Version 0.8.5 (December 19, 2025)
New Features
Apple Calendar Integration
- Native Calendar Access: New Apple Calendar tool provides fast, native access to your macOS calendars via EventKit
- Unified Agenda: Combined view of reminders and calendar events from all connected accounts (Google Calendar + Apple Calendar)
- Multi-Account Support: Pull events from multiple Google Calendar accounts and Apple calendars simultaneously
Learned Pages
- Smart Page Learning: Teach Caiioo about specific websites by capturing their structure
- URL Pattern Matching: Learned patterns automatically apply to similar pages on the same site
- DOM Snapshot Storage: Captured page structures help the AI better understand and interact with complex web apps
RTF Document Support
- Rich Text Editing: Upload and edit RTF (Rich Text Format) documents directly in Slate
- Bidirectional Conversion: Convert between RTF and HTML while preserving formatting
- Export Options: Download edited documents as RTF for use in Pages, Word, or other word processors
Improvements
Desktop App Security
- Relay Authentication: Secure HMAC-SHA256 authentication between extension and desktop server
- Per-User Tokens: Auth tokens are now tied to user identity for multi-user security
- Protected Endpoints: All sensitive API endpoints now require authentication
Performance
- Swift Helpers: Native Swift binaries for Apple Reminders, Calendar, and Notes provide 10x faster access than AppleScript
- Direct Callers: When running in desktop context, Apple tools bypass HTTP relay for lower latency
- Shared Utilities: Consolidated relay API client eliminates code duplication
Bug Fixes
- Calendar Event Deduplication: Events appearing in multiple calendars are now properly deduplicated in the unified view
- Prompt Caching: Fixed cache control markers being stripped during token estimation
Version 0.8.45 (December 18, 2025)
New Features
- Image Deduplication: When you upload the same image multiple times in a conversation, the AI now recognizes it as a duplicate and references the original instead of processing it again.
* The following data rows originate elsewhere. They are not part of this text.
// Copyright (c) 2025-2026 Federico Hoerth <memparanoid@gmail.com>
// SPDX-License-Identifier: GPL-3.0-only
// See LICENSE in the repository root for full license text.

//! Chunks: page-aligned areas owned by exactly one pool.

use prmem_platform::{Area, PlatformError};

use crate::tag::{AtomicTag, ChunkTag, TagError, TagEvent};

/// A pool chunk together with its protection tag.
#[derive(Debug)]
pub struct Chunk {
    area: Area,
    pool_id: u64,
    tag: AtomicTag,
}

impl Chunk {
    pub(crate) fn new(area: Area, pool_id: u64, write_rare: bool) -> Self {
        let tag = ChunkTag::Unmanaged
            .apply(TagEvent::Create { write_rare })
            .unwrap_or(ChunkTag::Unmanaged);

        Self {
            area,
            pool_id,
            tag: AtomicTag::new(tag),
        }
    }

    /// Start address.
    #[inline]
    pub fn addr(&self) -> usize {
        self.area.addr()
    }

    /// Capacity in bytes.
    #[inline]
    pub fn len(&self) -> usize {
        self.area.len()
    }

    /// Always false.
    #[inline]
    pub fn is_empty(&self) -> bool {
        self.area.is_empty()
    }

    /// One past the last byte.
    #[inline]
    pub fn end(&self) -> usize {
        self.area.end()
    }

    /// Current protection tag.
    #[inline]
    pub fn tag(&self) -> ChunkTag {
        self.tag.load()
    }

    /// Identifier of the owning pool.
    #[inline]
    pub fn pool_id(&self) -> u64 {
        self.pool_id
    }

    #[inline]
    pub(crate) fn area(&self) -> &Area {
        &self.area
    }

    /// Write-protects the chunk.
    ///
    /// Returns `Ok(false)` if it was already protected.
    pub(crate) fn protect(&self) -> Result<bool, PlatformError> {
        match self.tag().apply(TagEvent::Protect) {
            Ok(next) => {
                self.area.protect()?;
                self.tag.store(next);
                Ok(true)
            }
            Err(TagError::AlreadyProtected) => Ok(false),
            Err(e) => {
                log::warn!("chunk {:#x}: {e}", self.addr());
                Ok(false)
            }
        }
    }

    /// Removes write-rare capability and leaves the chunk protected.
    pub(crate) fn revoke(&self) -> Result<(), PlatformError> {
        let next = match self.tag().apply(TagEvent::Revoke) {
            Ok(next) => next,
            Err(e) => {
                log::warn!("chunk {:#x}: {e}", self.addr());
                return Ok(());
            }
        };

        if !self.area.is_protected() {
            self.area.protect()?;
        }

        self.tag.store(next);

        Ok(())
    }

    /// Restores the default writable mapping and drops the tag.
    pub(crate) fn release(&self) -> Result<(), PlatformError> {
        if self.area.is_protected() {
            self.area.unprotect()?;
        }

        if let Ok(next) = self.tag().apply(TagEvent::Release) {
            self.tag.store(next);
        }

        Ok(())
    }
}
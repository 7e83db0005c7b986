use product_service::config::{Config, MongoConfig};
use product_service::Application;

pub struct TestApp {
    pub address: String,
    pub port: u16,
    pub db: mongodb::Database,
    pub db_name: String,
}

impl TestApp {
    pub async fn spawn() -> Self {
        let db_name = format!("product_test_{}", uuid::Uuid::new_v4());

        let config = Config {
            port: 0, // Random port
            mongodb: MongoConfig {
                uri: std::env::var("TEST_MONGODB_URI")
                    .unwrap_or_else(|_| "mongodb://localhost:27017".to_string()),
                database: db_name.clone(),
            },
        };

        let app = Application::build(config)
            .await
            .expect("Failed to build test application");

        let port = app.port();
        let address = format!("http://127.0.0.1:{}", port);
        let db = app.db().clone();

        tokio::spawn(async move {
            app.run_until_stopped().await.ok();
        });

        // Wait for the server to be ready by polling the health endpoint
        let client = reqwest::Client::new();
        let health_url = format!("{}/health", address);
        for _ in 0..50 {
            if client.get(&health_url).send().await.is_ok() {
                break;
            }
            tokio::time::sleep(tokio::time::Duration::from_millis(50)).await;
        }

        TestApp {
            address,
            port,
            db,
            db_name,
        }
    }

    /// Cleanup test database after test completes.
    pub async fn cleanup(&self) {
        self.db
            .drop(None)
            .await
            .expect("Failed to drop test database");
    }
}
mod products;

pub use products::{
    CreateProductBody, DeleteEnvelope, ProductEnvelope, ProductResponse, ProductsEnvelope,
    UpdateProductBody,
};
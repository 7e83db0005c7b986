use crate::error::AppError;
use config::{Config as Cfg, File};
use serde::Deserialize;

#[derive(Debug, Deserialize, Clone)]
pub struct Config {
    #[serde(default = "default_port")]
    pub port: u16,
    #[serde(default)]
    pub mongodb: MongoConfig,
}

#[derive(Debug, Deserialize, Clone)]
pub struct MongoConfig {
    #[serde(default = "default_uri")]
    pub uri: String,
    #[serde(default = "default_database")]
    pub database: String,
}

fn default_port() -> u16 {
    3000
}

fn default_uri() -> String {
    "mongodb://localhost:27017".to_string()
}

fn default_database() -> String {
    "RestData".to_string()
}

impl Default for MongoConfig {
    fn default() -> Self {
        Self {
            uri: default_uri(),
            database: default_database(),
        }
    }
}

impl Config {
    pub fn load() -> Result<Self, AppError> {
        dotenvy::dotenv().ok();

        let config = Cfg::builder()
            .add_source(File::with_name("configuration").required(false))
            .add_source(config::Environment::with_prefix("APP").separator("__"))
            .build()?;

        Ok(config.try_deserialize()?)
    }
}
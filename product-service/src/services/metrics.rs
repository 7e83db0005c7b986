use metrics_exporter_prometheus::{PrometheusBuilder, PrometheusHandle};
use std::sync::OnceLock;

static METRICS_HANDLE: OnceLock<PrometheusHandle> = OnceLock::new();

pub fn init_metrics() {
    let builder = PrometheusBuilder::new();
    let handle = builder
        .install_recorder()
        .expect("failed to install Prometheus recorder");

    if METRICS_HANDLE.set(handle).is_err() {
        panic!("failed to set metrics handle: already initialized");
    }
}

pub fn get_metrics() -> String {
    METRICS_HANDLE
        .get()
        .map(|handle| handle.render())
        .unwrap_or_else(|| "# Metrics recorder not initialized\n".to_string())
}
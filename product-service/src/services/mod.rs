mod metrics;
mod store;

pub use metrics::{get_metrics, init_metrics};
pub use store::{InMemoryProductStore, MongoProductStore, ProductStore};
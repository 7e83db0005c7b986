//! End-to-end CRUD tests against a real MongoDB instance.
//!
//! Run with `cargo test -- --ignored` with MongoDB available at
//! `TEST_MONGODB_URI` (default `mongodb://localhost:27017`).

mod common;

use common::TestApp;
use reqwest::Client;
use serde_json::{json, Value};

#[tokio::test]
#[ignore] // Requires MongoDB
async fn crud_round_trip_works() {
    let app = TestApp::spawn().await;
    let client = Client::new();

    // Create
    let response = client
        .post(&format!("{}/api/v1/product/new", app.address))
        .json(&json!({"name": "Pen", "description": "Blue ink pen", "price": 1.5}))
        .send()
        .await
        .expect("Failed to execute request");
    assert_eq!(response.status(), 201);
    let body: Value = response.json().await.expect("Failed to parse JSON");
    assert_eq!(body["success"], true);
    assert_eq!(body["product"]["name"], "Pen");
    assert_eq!(body["product"]["description"], "Blue ink pen");
    assert_eq!(body["product"]["price"], 1.5);
    let id = body["product"]["_id"].as_str().expect("id should be a string").to_string();

    // Partial update leaves the other fields untouched
    let response = client
        .put(&format!("{}/api/v1/product/{}", app.address, id))
        .json(&json!({"price": 2}))
        .send()
        .await
        .expect("Failed to execute request");
    assert_eq!(response.status(), 200);
    let body: Value = response.json().await.expect("Failed to parse JSON");
    assert_eq!(body["product"]["name"], "Pen");
    assert_eq!(body["product"]["description"], "Blue ink pen");
    assert_eq!(body["product"]["price"], 2.0);

    // Delete
    let response = client
        .delete(&format!("{}/api/v1/product/{}", app.address, id))
        .send()
        .await
        .expect("Failed to execute request");
    assert_eq!(response.status(), 200);
    let body: Value = response.json().await.expect("Failed to parse JSON");
    assert_eq!(body["message"], "Product is successfully deleted");

    // Gone from the listing
    let response = client
        .get(&format!("{}/api/v1/product", app.address))
        .send()
        .await
        .expect("Failed to execute request");
    assert_eq!(response.status(), 200);
    let body: Value = response.json().await.expect("Failed to parse JSON");
    assert_eq!(body["products"].as_array().unwrap().len(), 0);

    app.cleanup().await;
}

#[tokio::test]
#[ignore] // Requires MongoDB
async fn create_with_missing_fields_persists_nothing() {
    let app = TestApp::spawn().await;
    let client = Client::new();

    let response = client
        .post(&format!("{}/api/v1/product/new", app.address))
        .json(&json!({"name": "Pen"}))
        .send()
        .await
        .expect("Failed to execute request");
    assert_eq!(response.status(), 400);
    let body: Value = response.json().await.expect("Failed to parse JSON");
    assert_eq!(body["success"], false);
    assert_eq!(body["message"], "Name, description, and price are required");

    let response = client
        .get(&format!("{}/api/v1/product", app.address))
        .send()
        .await
        .expect("Failed to execute request");
    let body: Value = response.json().await.expect("Failed to parse JSON");
    assert_eq!(body["products"].as_array().unwrap().len(), 0);

    app.cleanup().await;
}

#[tokio::test]
#[ignore] // Requires MongoDB
async fn listing_returns_every_created_product() {
    let app = TestApp::spawn().await;
    let client = Client::new();

    for name in ["Pen", "Pencil", "Eraser"] {
        let response = client
            .post(&format!("{}/api/v1/product/new", app.address))
            .json(&json!({"name": name, "description": "stationery", "price": 1.0}))
            .send()
            .await
            .expect("Failed to execute request");
        assert_eq!(response.status(), 201);
    }

    let response = client
        .get(&format!("{}/api/v1/product", app.address))
        .send()
        .await
        .expect("Failed to execute request");
    let body: Value = response.json().await.expect("Failed to parse JSON");
    let names: Vec<String> = body["products"]
        .as_array()
        .unwrap()
        .iter()
        .map(|p| p["name"].as_str().unwrap().to_string())
        .collect();
    assert_eq!(names.len(), 3);
    for name in ["Pen", "Pencil", "Eraser"] {
        assert!(names.iter().any(|n| n == name));
    }

    app.cleanup().await;
}

#[tokio::test]
#[ignore] // Requires MongoDB
async fn form_encoded_create_works() {
    let app = TestApp::spawn().await;
    let client = Client::new();

    let response = client
        .post(&format!("{}/api/v1/product/new", app.address))
        .form(&[
            ("name", "Pen"),
            ("description", "Blue ink pen"),
            ("price", "1.5"),
        ])
        .send()
        .await
        .expect("Failed to execute request");
    assert_eq!(response.status(), 201);
    let body: Value = response.json().await.expect("Failed to parse JSON");
    assert_eq!(body["product"]["name"], "Pen");
    assert_eq!(body["product"]["price"], 1.5);

    app.cleanup().await;
}

#[tokio::test]
#[ignore] // Requires MongoDB
async fn unknown_and_malformed_ids_map_to_404_and_500() {
    let app = TestApp::spawn().await;
    let client = Client::new();

    let response = client
        .put(&format!(
            "{}/api/v1/product/64a51152209bba6c04cb1ab1",
            app.address
        ))
        .json(&json!({"price": 2}))
        .send()
        .await
        .expect("Failed to execute request");
    assert_eq!(response.status(), 404);

    let response = client
        .delete(&format!("{}/api/v1/product/not-an-id", app.address))
        .send()
        .await
        .expect("Failed to execute request");
    assert_eq!(response.status(), 500);
    let body: Value = response.json().await.expect("Failed to parse JSON");
    assert_eq!(body["message"], "Failed to delete product");
    assert!(body["error"].as_str().is_some());

    app.cleanup().await;
}
use axum::{
    http::StatusCode,
    response::{IntoResponse, Response},
    Json,
};
use serde::Serialize;
use thiserror::Error;

#[derive(Debug, Error)]
pub enum AppError {
    #[error("{0}")]
    BadRequest(String),

    #[error("{0}")]
    NotFound(String),

    #[error("{message}: {source}")]
    Store {
        message: String,
        #[source]
        source: anyhow::Error,
    },

    #[error("Configuration error: {0}")]
    Config(#[from] config::ConfigError),

    #[error("Internal server error: {0}")]
    Internal(#[from] anyhow::Error),
}

impl AppError {
    /// Wrap a store-layer failure with the operation's client-facing message.
    ///
    /// The underlying error string is passed through to the client in the
    /// `error` field, matching the service's documented envelope.
    pub fn store(message: impl Into<String>, source: anyhow::Error) -> Self {
        AppError::Store {
            message: message.into(),
            source,
        }
    }
}

impl From<std::io::Error> for AppError {
    fn from(err: std::io::Error) -> Self {
        AppError::Internal(anyhow::Error::new(err))
    }
}

impl IntoResponse for AppError {
    fn into_response(self) -> Response {
        #[derive(Serialize)]
        struct ErrorEnvelope {
            success: bool,
            message: String,
            #[serde(skip_serializing_if = "Option::is_none")]
            error: Option<String>,
        }

        let (status, message, error) = match self {
            AppError::BadRequest(message) => (StatusCode::BAD_REQUEST, message, None),
            AppError::NotFound(message) => (StatusCode::NOT_FOUND, message, None),
            AppError::Store { message, source } => (
                StatusCode::INTERNAL_SERVER_ERROR,
                message,
                Some(source.to_string()),
            ),
            AppError::Config(err) => (
                StatusCode::INTERNAL_SERVER_ERROR,
                "Internal server error".to_string(),
                Some(err.to_string()),
            ),
            AppError::Internal(err) => (
                StatusCode::INTERNAL_SERVER_ERROR,
                "Internal server error".to_string(),
                Some(err.to_string()),
            ),
        };

        (
            status,
            Json(ErrorEnvelope {
                success: false,
                message,
                error,
            }),
        )
            .into_response()
    }
}
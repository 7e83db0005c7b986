mod metrics;

pub use metrics::metrics_middleware;
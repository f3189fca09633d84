//! Statement and terminator lowering.

use boxel_core::lir::{BasicBlockId, LirTerminator, LirValue, Ty};
use boxel_core::mir::{self, Stmt};

use crate::driver::FunctionLowering;
use crate::error::{Error, Result};
use crate::temps::TempStorage;
use crate::{isel_bail, isel_ensure};

impl FunctionLowering<'_, '_> {
    pub(crate) fn lower_stmt(&mut self, stmt: &Stmt) -> Result<()> {
        let catalog = self.session.catalog;
        match stmt {
            Stmt::Eval(expr) => {
                self.lower_value(expr)?;
            }
            Stmt::Assign { target, source } => {
                let Some(temp) = target.as_temp() else {
                    isel_bail!(Error::AssignTarget {
                        location: self.location.clone(),
                        found: target.kind(),
                    });
                };
                let destination = match self.storage_for(temp)? {
                    TempStorage::Slot(address) => address,
                    TempStorage::Argument(value) => value,
                };
                let value = self.lower_value(source)?;
                self.check_store(&value, &destination)?;
                self.builder.store(value, destination)?;
            }
            Stmt::Jump(target) => {
                let target = self.target_block(*target)?;
                self.builder.terminate(LirTerminator::Br(target))?;
            }
            Stmt::CondJump {
                cond,
                if_true,
                if_false,
            } => {
                let condition = self.lower_condition(cond)?;
                let if_true = self.target_block(*if_true)?;
                let if_false = self.target_block(*if_false)?;
                self.builder.terminate(LirTerminator::CondBr {
                    condition,
                    if_true,
                    if_false,
                })?;
            }
            Stmt::Return(expr) => {
                let Some(temp) = expr.as_temp() else {
                    isel_bail!(Error::ReturnOperand {
                        location: self.location.clone(),
                        found: expr.kind(),
                    });
                };
                let value = match self.storage_for(temp)? {
                    TempStorage::Slot(address) => self.builder.load(address)?,
                    TempStorage::Argument(value) => value,
                };
                self.builder
                    .call(&catalog.return_value, vec![self.context.clone(), value])?;
                self.builder.terminate(LirTerminator::Return(None))?;
            }
            Stmt::Enter(_) => isel_bail!(Error::UnsupportedRegion {
                location: self.location.clone(),
                marker: "enter",
            }),
            Stmt::Leave => isel_bail!(Error::UnsupportedRegion {
                location: self.location.clone(),
                marker: "leave",
            }),
        }
        Ok(())
    }

    fn target_block(&mut self, block: mir::BlockId) -> Result<BasicBlockId> {
        isel_ensure!(
            self.function.block(block).is_some(),
            Error::UnknownBlock {
                location: self.location.clone(),
                block,
            }
        );
        Ok(self.blocks.block_for(block, &mut self.builder))
    }

    /// `destination` must point at storage of exactly the value's type.
    fn check_store(&self, value: &LirValue, destination: &LirValue) -> Result<()> {
        let found = self.builder.value_type(value);
        let expected = self.builder.value_type(destination);
        match (&found, &expected) {
            (Some(found), Some(expected)) if &found.ptr_to() == expected => Ok(()),
            _ => Err(Error::TypeMismatch {
                location: self.location.clone(),
                expected: describe(expected.as_ref()),
                found: describe(found.as_ref()),
            }),
        }
    }
}

fn describe(ty: Option<&Ty>) -> String {
    ty.map(Ty::to_string)
        .unwrap_or_else(|| "<unknown>".to_string())
}
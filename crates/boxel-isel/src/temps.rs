//! Storage for function temporaries.

use boxel_core::lir::{LirConstant, LirValue, Ty};
use boxel_core::mir::{Temp, TempKind};

use crate::builder::FunctionBuilder;
use crate::driver::FunctionLowering;
use crate::error::{Error, Result};

/// Where a temporary lives.
#[derive(Debug, Clone, PartialEq)]
pub enum TempStorage {
    /// Address of the temporary's slot.
    Slot(LirValue),
    /// Value of an incoming argument, fetched at the use site.
    Argument(LirValue),
}

#[derive(Debug, Default)]
pub struct TempSlots {
    slots: Vec<LirValue>,
}

impl TempSlots {
    /// Allocate `count` slots of `value` at the insertion point, then zero them.
    pub fn allocate(count: u32, value: &Ty, builder: &mut FunctionBuilder) -> Result<Self> {
        let slots = (0..count)
            .map(|_| builder.alloca(value))
            .collect::<Result<Vec<_>>>()?;
        for slot in &slots {
            builder.store(
                LirValue::Constant(LirConstant::ZeroInit(value.clone())),
                slot.clone(),
            )?;
        }
        Ok(Self { slots })
    }

    pub fn slot(&self, index: u32) -> Option<&LirValue> {
        self.slots.get(index as usize)
    }

    pub fn len(&self) -> usize {
        self.slots.len()
    }

    pub fn is_empty(&self) -> bool {
        self.slots.is_empty()
    }
}

impl FunctionLowering<'_, '_> {
    /// Resolve a temporary. Argument temporaries emit a fresh `get_argument`
    /// call on every use.
    pub(crate) fn storage_for(&mut self, temp: Temp) -> Result<TempStorage> {
        match temp.kind() {
            TempKind::Local(index) => match self.temps.slot(index) {
                Some(slot) => Ok(TempStorage::Slot(slot.clone())),
                None => Err(Error::TemporaryOutOfRange {
                    location: self.location.clone(),
                    index,
                    temp_count: self.function.temp_count,
                }),
            },
            TempKind::Argument(number) => {
                let catalog = self.session.catalog;
                let index = LirValue::Constant(LirConstant::Int(number as i64, Ty::I32));
                let value = self
                    .builder
                    .call(&catalog.get_argument, vec![self.context.clone(), index])?;
                Ok(TempStorage::Argument(value))
            }
        }
    }
}
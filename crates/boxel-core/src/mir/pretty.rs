use std::fmt::{self, Formatter};

use itertools::Itertools;

use crate::pretty::{escape_string, PrettyCtx, PrettyPrintable};

use super::{BasicBlock, BlockId, Expr, Function, Module, Stmt, Temp, TempKind};

impl PrettyPrintable for Module {
    fn fmt_pretty(&self, f: &mut Formatter<'_>, ctx: &mut PrettyCtx<'_>) -> fmt::Result {
        ctx.writeln(f, "mir::Module {")?;
        ctx.with_indent(|ctx| {
            for (idx, function) in self.functions.iter().enumerate() {
                write_function(idx, function, f, ctx)?;
                if idx + 1 < self.functions.len() {
                    writeln!(f)?;
                }
            }
            Ok(())
        })?;
        ctx.writeln(f, "}")
    }
}

fn write_function(
    idx: usize,
    function: &Function,
    f: &mut Formatter<'_>,
    ctx: &mut PrettyCtx<'_>,
) -> fmt::Result {
    let name = function.name.as_deref().unwrap_or("<anonymous>");
    ctx.writeln(
        f,
        format!("fn#{} {} {{ temps: {} }} {{", idx, name, function.temp_count),
    )?;
    ctx.with_indent(|ctx| {
        for (block_idx, block) in function.basic_blocks.iter().enumerate() {
            write_block(BlockId(block_idx as u32), block, f, ctx)?;
        }
        Ok(())
    })?;
    ctx.writeln(f, "}")
}

fn write_block(
    id: BlockId,
    block: &BasicBlock,
    f: &mut Formatter<'_>,
    ctx: &mut PrettyCtx<'_>,
) -> fmt::Result {
    ctx.writeln(f, format!("{}:", id))?;
    ctx.with_indent(|ctx| {
        for stmt in &block.statements {
            ctx.writeln(f, stmt.to_string())?;
        }
        Ok(())
    })
}

impl fmt::Display for Stmt {
    fn fmt(&self, f: &mut Formatter<'_>) -> fmt::Result {
        match self {
            Stmt::Eval(expr) => write!(f, "eval {}", expr),
            Stmt::Assign { target, source } => write!(f, "{} = {}", target, source),
            Stmt::Jump(target) => write!(f, "jump {}", target),
            Stmt::CondJump {
                cond,
                if_true,
                if_false,
            } => write!(f, "cjump {}, {}, {}", cond, if_true, if_false),
            Stmt::Return(expr) => write!(f, "ret {}", expr),
            Stmt::Enter(expr) => write!(f, "enter {}", expr),
            Stmt::Leave => write!(f, "leave"),
        }
    }
}

impl fmt::Display for Temp {
    fn fmt(&self, f: &mut Formatter<'_>) -> fmt::Result {
        match self.kind() {
            TempKind::Local(index) => write!(f, "t{}", index),
            TempKind::Argument(number) => write!(f, "arg{}", number),
        }
    }
}

impl fmt::Display for Expr {
    fn fmt(&self, f: &mut Formatter<'_>) -> fmt::Result {
        match self {
            Expr::Constant(value) => write!(f, "{:?}", value),
            Expr::StringLiteral(text) => write!(f, "\"{}\"", escape_string(text)),
            Expr::Temporary(temp) => write!(f, "{}", temp),
            Expr::Name(name) => write!(f, "{}", name),
            Expr::Closure(function) => write!(f, "closure {}", function),
            Expr::UnaryOp(op, operand) => write!(f, "{}({})", op.symbol(), operand),
            Expr::BinaryOp(op, left, right) => {
                write!(f, "({} {} {})", left, op.symbol(), right)
            }
            Expr::Call { callee, args } => write!(f, "call {}({})", callee, args.iter().join(", ")),
            Expr::New { callee, args } => write!(f, "new {}({})", callee, args.iter().join(", ")),
            Expr::Subscript { base, index } => write!(f, "{}[{}]", base, index),
            Expr::Member { base, name } => write!(f, "{}.{}", base, name),
        }
    }
}

#[cfg(test)]
mod tests {
    use super::*;
    use crate::mir::BinaryOp;
    use crate::pretty::{pretty, PrettyOptions};
    use pretty_assertions::assert_eq;

    #[test]
    fn renders_module_outline() {
        let mut module = Module::new();
        let mut function = Function::new("main", 1);
        let b0 = function.add_block();
        let b1 = function.add_block();
        function.push(
            b0,
            Stmt::Assign {
                target: Expr::local(0),
                source: Expr::binary(BinaryOp::Add, Expr::argument(0), Expr::constant(1.0)),
            },
        );
        function.push(b0, Stmt::Jump(b1));
        function.push(
            b1,
            Stmt::Eval(Expr::call(
                Expr::member(Expr::name("console"), "log"),
                vec![Expr::string("hi\n"), Expr::local(0)],
            )),
        );
        function.push(b1, Stmt::Return(Expr::local(0)));
        module.add_function(function);

        let text = pretty(&module, PrettyOptions::default()).to_string();
        let expected = [
            "mir::Module {",
            "    fn#0 main { temps: 1 } {",
            "        L0:",
            "            t0 = (arg0 + 1.0)",
            "            jump L1",
            "        L1:",
            "            eval call console.log(\"hi\\n\", t0)",
            "            ret t0",
            "    }",
            "}",
            "",
        ]
        .join("\n");
        assert_eq!(text, expected);
    }
}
This saves context tokens and helps the AI understand you're referring to the same image.
Improvements
- Document Deduplication: Improved cross-source document matching - the same document content is now recognized whether it comes from a user upload, Gmail attachment, or web page ingestion.
Bug Fixes
- PDF Auth Errors: Fixed issue where authentication errors (401, 403) when fetching protected PDFs were being masked as generic extraction failures. The actual auth error is now properly surfaced with helpful guidance.
Version 0.8.44 (December 18, 2025)
Bug Fixes
- Reload/Regenerate Button: Fixed issue where clicking reload on an assistant message would show the old response instead of the new one being generated. The UI now properly switches to the new branch during streaming.
Improvements
- Context Window Management: More conservative token estimation (3 chars/token) now used consistently across all pagination and context calculations, reducing the chance of context overflow errors with large web pages.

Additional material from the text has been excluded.